I also believe in the power of occasional bad language. I have an extensive vocabulary at my command, scored a 15 on the MCAT verbal section, and am reasonably well-spoken but the four letter words are like old trusty friends that sometimes are the only words that will do.
And I have a good deal of support for my point-of-view because residency training is a bitch for most residents. Nobody likes being a resident except the occaisional zealot.
For Greg and Goatwhacker
I’ll stick with my initial statement for all it says: I am not offended by the language and have no objection to anyone putting whatever they want in a blog. But these things are more permanent than we would like; it’s not a matter of simply shutting down a blog and it’s gone. Google, for one, seems bent on having an increasingly massive collection of all kinds of information, and in spite of any thoughts we might have of ownership of our blogs, it doesn’t really work that way. It’s as if you’re posting them on a billboard somewhere when you stick things on the internet.

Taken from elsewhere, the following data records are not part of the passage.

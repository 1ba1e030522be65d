/// The current application version of Copilot FX.
pub const VERSION: &str = "0.1.0";

pub mod core;

#[cfg(feature = "testing")]
pub mod testing {
    use crate::core::metrics::{self, MetricsProvider};

    use async_trait::async_trait;
    use log::LevelFilter;
    use log4rs::append::console::ConsoleAppender;
    use log4rs::config::{Appender, Logger, Root};
    use log4rs::encode::pattern::PatternEncoder;
    use log4rs::Config;
    use mockall::mock;
    use std::fs;
    use std::path::{Path, PathBuf};
    use std::sync::Once;

    static INIT: Once = Once::new();

    /// Initializes the logger with the specified log level.
    #[macro_export]
    macro_rules! init_logger {
        ($level:expr) => {
            copilot_fx_core::testing::init_logger_level($level)
        };
        () => {
            copilot_fx_core::testing::init_logger_level(log::LevelFilter::Trace)
        };
    }

    /// Initializes the logger with the specified log level.
    pub fn init_logger_level(level: LevelFilter) {
        INIT.call_once(|| {
            log4rs::init_config(Config::builder()
                .appender(Appender::builder().build("stdout", Box::new(ConsoleAppender::builder()
                    .encoder(Box::new(PatternEncoder::new("\x1B[37m{d(%Y-%m-%d %H:%M:%S%.3f)}\x1B[0m {h({l:>5.5})} \x1B[35m{I:>6.6}\x1B[0m \x1B[37m---\x1B[0m \x1B[37m[{T:>15.15}]\x1B[0m \x1B[36m{t:<60.60}\x1B[0m \x1B[37m:\x1B[0m {m}{n}")))
                    .build())))
                .logger(Logger::builder().build("httpmock::server", LevelFilter::Debug))
                .logger(Logger::builder().build("hyper", LevelFilter::Info))
                .logger(Logger::builder().build("hyper_util", LevelFilter::Info))
                .logger(Logger::builder().build("mio", LevelFilter::Info))
                .logger(Logger::builder().build("reqwest", LevelFilter::Info))
                .logger(Logger::builder().build("tracing", LevelFilter::Info))
                .logger(Logger::builder().build("want", LevelFilter::Info))
                .build(Root::builder().appender("stdout").build(level))
                .unwrap())
                .unwrap();
        })
    }

    /// Write the given contents to a file within the temp directory.
    ///
    /// It returns the path to the created file.
    pub fn write_test_file(directory: &Path, filename: &str, contents: &str) -> PathBuf {
        let path = directory.join(filename);
        fs::write(&path, contents).expect("expected the test file to have been written");
        path
    }

    /// Read the given file within the temp directory as a string.
    pub fn read_test_file(directory: &Path, filename: &str) -> String {
        fs::read_to_string(directory.join(filename))
            .expect("expected the test file to have been read")
    }

    mock! {
        #[derive(Debug)]
        pub MetricsProvider {}

        #[async_trait]
        impl MetricsProvider for MetricsProvider {
            async fn fetch(&self) -> metrics::Result<PathBuf>;
        }
    }
}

I still think the foul language did nothing to improve, amplify, or explain your point of view. In contrast, the comments here are more cogent and make your case much better than your own post did.
Times change, but it would be a misjudgment to say that all of us old guys thought that the things we went through in our training were all educationally good or essential, and that there weren’t a range of reactions to the various kinds of torture we put up with.
I am proud of, and stand behind, everything I write and anyone who asks me can get my real name. Plus everything I write is the truth, presented in an entertaining fashion but still the truth.
If I restricted myself to dry prose even I wouldn’t read my blog.
You old guys may have disliked it but you sure sucked it up without complaint. I have even “dressed down” an attending who was treating me poorly. Apparently he was angry for days afterwards…but what could he do? Screw him if he wants to be a petty dictator and I refuse to play along with his bad manners.
Which is the root of the problem. Sheer bad manners on the part of people who are too used to having their buts kissed.